Under the governor's plan, $75 million would be redirected to community-based programs for young people who run into trouble with the law over the next two years. Another $38 million would go to improving medical, mental health and other services for youth remaining in state facilities.

Advocates for young people in New York City say they support reinvesting funding into community programs. "We're cautiously optimistic," says Avery Irons, Director of Youth Justice Programs at the Children's Defense Fund, New York. "We're hopeful that other cuts to children's services will not undermine efforts to keep kids on the right path."

Governor Cuomo has made juvenile justice reform a signature issue of his administration, capping off his January State of the State address by describing New York's overreliance on juvenile lockups as a violation of young people's civil rights, and promising to end the practice of keeping juvenile facilities open in the interest of preserving jobs. "An incarceration program is not an employment program," he said.

MONEY FOR ALTERNATIVES

Over the past several years, consensus among New York City and State policymakers has shifted toward keeping kids out of state-run lockups, which investigators from the US Department of Justice on down have condemned as dangerous, violent and counterproductive. Since 2006, the city has invested in a large-scale effort to expand and support community-based programs for kids who get arrested or end up in court, providing them with supervision while keeping them near their families and providing services like counseling and job training. (See the Center for New York City Affairs 2009 report: A Need for Correction: Reforming New York's Juvenile Justice System.)

City officials say their alternative programs are far more effective and less costly than incarcerating kids far from home, but they worry that it will be hard to maintain or expand the programs in the face of the city's deficit. Last year, the city's largest alternative program had to turn away more than 150 kids who may have been eligible for its services, since it lacked capacity to take them in.

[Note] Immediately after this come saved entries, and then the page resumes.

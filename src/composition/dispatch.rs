//! Time dispatch: map one root play time onto every node of the tree.
//!
//! Each node is visited pre-order, with a serial chain visited head first. A node whose window
//! covers the time gets its local time applied; a node outside its window is snapped to whichever
//! end the time has passed, so coarse ticks never leave a value stuck mid-way. Start/End fire on
//! running-state edges only.

use crate::animation::value::Value;
use crate::composition::listener::AnimateEvent;
use crate::composition::tree::AnimateTree;
use crate::foundation::core::clamp_local;
use crate::foundation::ids::NodeId;

/// What a root play time means for one node.
#[derive(Clone, Copy, Debug, PartialEq, Eq)]
pub(crate) enum LocalTime {
    /// Inside the window: apply this local time.
    Active(u64),
    /// Outside the window and the source is not at the passed end yet: move it there.
    Snap(u64),
    /// Nothing to do.
    Skip,
}

impl AnimateTree {
    /// Root cycle length; reversed local times are measured back from it.
    pub(crate) fn cycle_length(&self) -> u64 {
        self.at(self.root).longest_duration
    }

    /// Forward-equivalent local time of `id` for root time `p`, clamped to its span.
    pub(crate) fn running_duration(&self, id: NodeId, p: u64) -> u64 {
        let n = self.at(id);
        let local = if n.is_reverse {
            self.cycle_length() as i64 - p as i64 - n.front_duration as i64
        } else {
            p as i64 - n.front_duration as i64
        };
        clamp_local(local, n.span)
    }

    pub(crate) fn local_time(&self, id: NodeId, p: u64) -> LocalTime {
        let n = self.at(id);
        let window = n.window();
        if window.covers(p) {
            return LocalTime::Active(self.running_duration(id, p));
        }
        let current = n.source.current_time();
        if current > n.span {
            return LocalTime::Skip;
        }
        // Forward, a time before the window means "not yet started"; reversed it means the
        // node has not been rewound yet.
        let target = match (n.is_reverse, window.is_before(p)) {
            (false, true) | (true, false) => 0,
            (false, false) | (true, true) => n.span,
        };
        if target == current {
            LocalTime::Skip
        } else {
            LocalTime::Snap(target)
        }
    }

    pub(crate) fn dispatch_play_time(&mut self, id: NodeId, p: u64) {
        let is_root = id == self.root;
        if !is_root {
            let running = self.at(id).window().contains(p);
            let n = self.at_mut(id);
            n.is_running = running;
            if running && !n.last_running {
                self.emit(id, AnimateEvent::Start);
            }

            if self.at(id).span == 0 {
                self.pass_zero_length(id, p);
            } else {
                if self.retry_repeat(id, p) && self.at(id).is_container() {
                    let end = self.cycle_end_time(id);
                    self.dispatch_children(id, end);
                    self.reset_descendant_repeats(id);
                }

                match self.local_time(id, p) {
                    LocalTime::Active(t) => self.apply_local_time(id, t),
                    LocalTime::Snap(t) => {
                        tracing::trace!(node = id.0, p, snap = t, "compensating skipped window");
                        self.apply_local_time(id, t);
                    }
                    LocalTime::Skip => {}
                }
            }
        }

        let child_p = self.child_play_time(id, p);
        self.dispatch_children(id, child_p);

        if !is_root {
            let n = self.at_mut(id);
            let ended = n.last_running && !n.is_running;
            n.last_running = n.is_running;
            if ended {
                self.emit(id, AnimateEvent::End);
            }
        }
    }

    /// Visit the children of `id` chain by chain, so a predecessor is always dispatched before
    /// its successors whatever order the children were attached in.
    pub(crate) fn dispatch_children(&mut self, id: NodeId, p: u64) {
        for k in 0..self.at(id).children.len() {
            let c = self.at(id).children[k];
            if self.at(c).previous.is_none() {
                self.dispatch_chain(c, p);
            }
        }
    }

    fn dispatch_chain(&mut self, head: NodeId, p: u64) {
        self.dispatch_play_time(head, p);
        for k in 0..self.at(head).next.len() {
            let s = self.at(head).next[k];
            self.dispatch_chain(s, p);
        }
    }

    /// A zero-length node has a single instant for a window, which coarse ticks usually step
    /// over. It fires all of its repeats and its final value once the time reaches that instant.
    fn pass_zero_length(&mut self, id: NodeId, p: u64) {
        let n = self.at(id);
        let total = n.source.repeat_count().max(1);
        if p < n.window().start || n.remembered_repeat >= total {
            return;
        }
        self.announce_repeats(id, total, total);
        self.apply_local_time(id, 0);
    }

    fn apply_local_time(&mut self, id: NodeId, t: u64) {
        let n = self.at_mut(id);
        n.source.set_current_time(t);
        let value = if n.is_container() {
            Value::Float(if n.span == 0 {
                0.0
            } else {
                t as f64 / n.span as f64
            })
        } else {
            n.source.animated_value()
        };
        self.emit(
            id,
            AnimateEvent::Update {
                value,
                play_time: t,
            },
        );
    }

    /// Announce any repeat cycles `id` entered at root time `p`. Returns true when a cycle after
    /// the first was entered.
    fn retry_repeat(&mut self, id: NodeId, p: u64) -> bool {
        let n = self.at(id);
        if !n.window().covers(p) {
            return false;
        }
        let total = n.source.repeat_count().max(1);
        let local = self.running_duration(id, p);
        let elapsed = if n.is_reverse { n.span - local } else { local };
        let index = repeat_index(elapsed, n.span, n.source.duration(), total);
        self.announce_repeats(id, index, total)
    }

    /// Fire `Repeat` for every index between the remembered one and `index`.
    pub(crate) fn announce_repeats(&mut self, id: NodeId, index: u32, total: u32) -> bool {
        let mut wrapped = false;
        while self.at(id).remembered_repeat < index {
            let n = self.at_mut(id);
            n.remembered_repeat += 1;
            let count = n.remembered_repeat;
            wrapped |= count > 1;
            self.emit(id, AnimateEvent::Repeat { count, total });
        }
        wrapped
    }

    pub(crate) fn reset_descendant_repeats(&mut self, id: NodeId) {
        let mut ids = Vec::new();
        self.collect_preorder(id, &mut ids);
        for d in ids.into_iter().skip(1) {
            self.at_mut(d).remembered_repeat = 0;
        }
    }

    /// Time handed to the children of `id`. Repeating containers replay their first cycle.
    fn child_play_time(&self, id: NodeId, p: u64) -> u64 {
        let n = self.at(id);
        if id == self.root || !n.is_container() {
            return p;
        }
        let cycle = n.longest_duration;
        if n.source.repeat_count() <= 1 || cycle == 0 || !n.window().covers(p) {
            return p;
        }
        let local = self.running_duration(id, p);
        let folded = if local >= n.span { cycle } else { local % cycle };
        self.child_time_for(id, folded)
    }

    /// Child time at which a repeating container's cycle just finished.
    fn cycle_end_time(&self, id: NodeId) -> u64 {
        let n = self.at(id);
        let end = if n.is_reverse { 0 } else { n.longest_duration };
        self.child_time_for(id, end)
    }

    fn child_time_for(&self, id: NodeId, cycle_local: u64) -> u64 {
        let n = self.at(id);
        if n.is_reverse {
            self.cycle_length()
                .saturating_sub(n.front_duration.saturating_add(cycle_local))
        } else {
            n.front_duration.saturating_add(cycle_local)
        }
    }
}

/// 1-based repeat index for `elapsed` milliseconds into a `span` made of `cycle`-long repeats.
///
/// The window's final millisecond still belongs to the last cycle.
pub(crate) fn repeat_index(elapsed: u64, span: u64, cycle: u64, total: u32) -> u32 {
    if cycle == 0 {
        return total;
    }
    let index = if elapsed < span {
        elapsed / cycle + 1
    } else {
        elapsed / cycle
    };
    u32::try_from(index).unwrap_or(u32::MAX).clamp(1, total)
}

#[cfg(test)]
#[path = "../../tests/unit/composition/dispatch.rs"]
mod tests;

Under the Governor's budget, the state would make $29 million available to local governments to invest in alternative community programs in the coming fiscal year (which begins in April, 2011), and $46 million in the following fiscal year.

Much of the money for those programs would be made available by restructuring the way the state reimburses counties for the cost of detaining young people who are awaiting court hearings or transfer to state lockups. Under the current system, the state pays 50 percent of the cost of running local detention centers. The governor's plan would put a cap on that money, a move he predicts will save $23 million in the coming fiscal year and $51 million in the next, and give counties a financial disincentive to hold low-risk youth in detention centers.

THE FIGHT IN THE LEGISLATURE

Now that the Governor has presented his plan for the budget, the battle over juvenile justice funding and reform will move to the state legislature. Last year, the Senate passed bills that would have accomplished much of what the Governor has proposed in his budget, reinvesting money from juvenile lockups to community services, and guaranteeing state reimbursement for alternative-to-incarceration programs. But the bills faced tough opposition, primarily from Republican legislators whose districts depend on juvenile justice facilities for jobs, and from the New York State Public Employees Federation, which represents employees at the state's juvenile facilities. Both bills died in the Assembly.

As of January of this year, there were 604 young people confined in state facilities, of which 375 were from New York City. Currently half the beds in the system are empty.

The Governor's budget provides $10 million economic development grants to areas impacted by closed facilities.